Sulfiredoxin Das Double-Nickase-Plasmid (h) besteht aus einem aufeinander abgestimmten Plasmidpaar, das für die hochspezifische Bearbeitung des SRXN1-Lokus in human-Zelllinien entwickelt wurde. Jedes Plasmid exprimiert eine Cas9-D10A-Nickase und eine spezifische sgRNA, die auf entgegengesetzte DNA-Stränge innerhalb von SRXN1 abzielt. Wenn sie auf benachbarte Stellen auf entgegengesetzten DNA-Strängen gerichtet sind, erzeugen die beiden Nickasen versetzte Einzelstrang-Schnitte, die zusammen einen versetzten Doppelstrangbruch erzeugen, was eine koordinierte On-Target-Aktivität beider Guides erfordert. Der resultierende DNA-Bruch wird durch endogene zelluläre Reparaturwege behoben, meist durch nicht-homologe Endverknüpfung (NHEJ), was zu Insertionen oder Deletionen führt, die die SRXN1-Funktion stören. Durch die Notwendigkeit einer doppelten sgRNA-Bindung am Zielort erhöht der Doppel-Nick-Ansatz die Spezifität der Bearbeitung und bietet eine komplementäre CRISPR-Strategie für Anwendungen, bei denen eine zusätzliche Kontrolle über die Zielgenauigkeit gewünscht ist.

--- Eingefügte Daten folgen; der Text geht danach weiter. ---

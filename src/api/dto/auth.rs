//! DTOs for sitter registration, login and account management.

use chrono::{DateTime, Utc};
use serde::{Deserialize, Serialize};
use validator::Validate;

use crate::domain::entities::Sitter;

/// Request body for `POST /api/sitters/register`.
#[derive(Debug, Deserialize, Validate)]
pub struct RegisterRequest {
    #[validate(length(min = 1, max = 255))]
    pub first_name: String,

    #[validate(length(min = 1, max = 255))]
    pub last_name: String,

    #[validate(email(message = "Invalid email address"))]
    pub email: String,

    #[validate(length(min = 8, message = "Password must be at least 8 characters"))]
    pub password: String,
}

/// Request body for `POST /api/sitters/login`.
#[derive(Debug, Deserialize, Validate)]
pub struct LoginRequest {
    #[validate(email(message = "Invalid email address"))]
    pub email: String,

    #[validate(length(min = 1))]
    pub password: String,
}

/// Request body for `PATCH /api/sitters/me`.
///
/// All fields are optional — only provided fields are changed.
#[derive(Debug, Deserialize, Validate)]
pub struct UpdateSitterRequest {
    #[validate(length(min = 1, max = 255))]
    pub first_name: Option<String>,

    #[validate(length(min = 1, max = 255))]
    pub last_name: Option<String>,

    #[validate(email(message = "Invalid email address"))]
    pub email: Option<String>,

    #[validate(length(min = 8, message = "Password must be at least 8 characters"))]
    pub password: Option<String>,
}

/// JSON representation of a sitter account. Never carries the password hash.
#[derive(Debug, Serialize)]
pub struct SitterResponse {
    pub id: i64,
    pub first_name: String,
    pub last_name: String,
    pub email: String,
    pub created_at: DateTime<Utc>,
}

impl From<Sitter> for SitterResponse {
    fn from(s: Sitter) -> Self {
        Self {
            id: s.id,
            first_name: s.first_name,
            last_name: s.last_name,
            email: s.email,
            created_at: s.created_at,
        }
    }
}

/// Response body for register/login.
///
/// The session token itself travels in an `HttpOnly` cookie; only the CSRF
/// token is exposed to the client script.
#[derive(Debug, Serialize)]
pub struct SessionResponse {
    pub sitter: SitterResponse,
    pub csrf_token: String,
}

#[cfg(test)]
mod tests {
    use super::*;

    #[test]
    fn test_register_request_validation() {
        let ok = RegisterRequest {
            first_name: "Ada".to_string(),
            last_name: "Lovelace".to_string(),
            email: "ada@example.com".to_string(),
            password: "longenough".to_string(),
        };
        assert!(ok.validate().is_ok());

        let bad_email = RegisterRequest {
            email: "not-an-email".to_string(),
            ..ok_fields()
        };
        assert!(bad_email.validate().is_err());

        let short_password = RegisterRequest {
            password: "short".to_string(),
            ..ok_fields()
        };
        assert!(short_password.validate().is_err());
    }

    fn ok_fields() -> RegisterRequest {
        RegisterRequest {
            first_name: "Ada".to_string(),
            last_name: "Lovelace".to_string(),
            email: "ada@example.com".to_string(),
            password: "longenough".to_string(),
        }
    }

    #[test]
    fn test_update_request_allows_empty_patch() {
        let patch = UpdateSitterRequest {
            first_name: None,
            last_name: None,
            email: None,
            password: None,
        };
        assert!(patch.validate().is_ok());
    }
}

Um eine effiziente Identifizierung editierter Zellen zu unterstützen, kodiert ein Plasmid GFP zur fluoreszierenden Visualisierung transfizierter Populationen, während das Begleitplasmid ein Puromycin-Resistenzgen für die Antibiotika-Selektion trägt. Zusammen unterstützen diese Merkmale eine effiziente Anreicherung co-transfizierter Populationen und vereinfachen die Validierung von Klonen mit SRXN1-Störung.
Nur für Forschungszwecke. Nicht für diagnostische oder therapeutische Zwecke bestimmt.